Personal information
- Date of birth: 26 March 1963 (age 63)
- Place of birth: Virovitica, SR Croatia, SFR Yugoslavia

Managerial career
- Years: Team
- 1995–1997: VfR Pforzheim
- 2000–2002: Ontario U19
- 2003–2004: Metro Lions
- 2007: Canadian Lions
- 2008–2009: Al-Wakrah
- 2010–2011: Al-Hazm
- 2011–2012: Salalah
- 2012–2013: Al Urooba
- 2013: Al-Ittihad Kalba
- 2014–2016: Al-Arabi
- 2017: Zhenjiang Huasa
- 2018: Yunnan Kunlu
- 2019–2020: Al-Seeb
- 2020–2022: Rot-Weiß Erfurt
- 2022–2023: Rot-Weiß Erfurt (sporting director)
- 2026: AFC Câmpulung Muscel

= Goran Miscevic =

Canadian association football manager

Goran Miscevic (/sh/; born 26 March 1963) is a Serbian-Canadian soccer manager and former player.
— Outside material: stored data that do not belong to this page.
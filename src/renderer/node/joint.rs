use wgpu::{Device, Queue};

use crate::renderer::{
    context::{GlobalContext, LocalContext},
    OngoingRenderState, RendererState,
};

use super::{new_node_id, RenderNode, RenderNodeItem};

/// Marks a subtree as a joint of one or more skins. Its world matrix is
/// published to the global context whenever it changes.
#[derive(Debug)]
pub struct JointNode {
    id: usize,
    // (skin id, joint index)
    skin_indexes: Vec<(usize, usize)>,
    published: bool,
    pub node: RenderNodeItem,
}

impl JointNode {
    pub fn new(skin_indexes: Vec<(usize, usize)>, node: RenderNodeItem) -> Self {
        Self {
            id: new_node_id(),
            skin_indexes,
            published: false,
            node,
        }
    }

    pub fn skin_indexes(&self) -> &[(usize, usize)] {
        &self.skin_indexes
    }
}

impl RenderNode for JointNode {
    fn id(&self) -> usize {
        self.id
    }

    fn update(
        &mut self,
        local_context: &LocalContext,
        global_context: &mut GlobalContext,
        invalid: bool,
    ) {
        if invalid || !self.published {
            for (skin_id, joint_index) in &self.skin_indexes {
                global_context.update_joint(*skin_id, *joint_index, *local_context.transform());
            }
            self.published = true;
        }
        self.node.update(local_context, global_context, invalid);
    }

    fn prepare(&mut self, device: &Device, queue: &Queue, renderer_state: &mut RendererState) {
        self.node.prepare(device, queue, renderer_state);
    }

    fn draw<'a>(
        &'a self,
        renderer_state: &'a RendererState,
        ongoing_state: &mut OngoingRenderState<'a>,
    ) {
        self.node.draw(renderer_state, ongoing_state);
    }
}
He most recently served as both manager and sporting director of German club Rot-Weiß Erfurt.

==Career==
Miscevic was born in Virovitica, SR Croatia, SFR Yugoslavia, to a Serbian family. He played professionally in Yugoslavia and Germany. After his retirement from competitive soccer, he obtained a coaching license from the German Football Association. Miscevic managed VfR Pforzheim in Germany for two years. In 1997, he immigrated to Canada and in 2000 served as an assistant coach for Glen Shields of the Canadian Professional Soccer League. In 2003, he was appointed the head coach for the Metro Lions, and in the 2004 season, he led the team to a second-place position in the Eastern Conference.

He returned to the Lions in 2007 (this time under the name Canadian Lions) with his assistant being former Yugoslavia international Blagoje Bratić. His tenure with the club was notable as he promoted Dejan Jakovic to the first team and secured the team a postseason berth by finishing fourth in the International Division. In 2008, he went overseas to coach Al-Wakrah Sport Club in the Qatar Stars League. In 2010, he went to Saudi Arabia to coach Al-Hazm F.C. of the Saudi Professional League. In 2011, he went to Oman to coach Salalah SC of the Oman Professional League. In 2012, he moved to the United Arab Emirates and had stints with Al Urooba and was unbeaten for 12 games in a row, which was a league record he lost only 3 games in the season, Al-Ittihad Kalba SC, and Al-Arabi.

In 2017, he moved to China to coach Zhenjiang Huasa/Kunshan FC. In 2018, he moved to another Chinese club, Yunnan Kunlu, and led them to a win that year as well as a 10th-place finish in the 2018 Chinese Champions League, enough for gaining promotion to China League Two. In 2019, he went back to the Middle East and signed with the top division team Al-Seeb Club of the Oman Professional League. In the season 2019–20, he won the Oman Professional League Championship. In 2020, he was named the head coach for Rot-Weiß Erfurt in the NOFV-Oberliga Süd , gaining promotion to the Regional League North East. In the summer of 2025, he left Rot-Weiss Erfurt.

In 2026, he was named manager for Câmpulung Muscel in the Romanian Liga II. After three months with Câmpulung Muscel, he was dismissed from his position.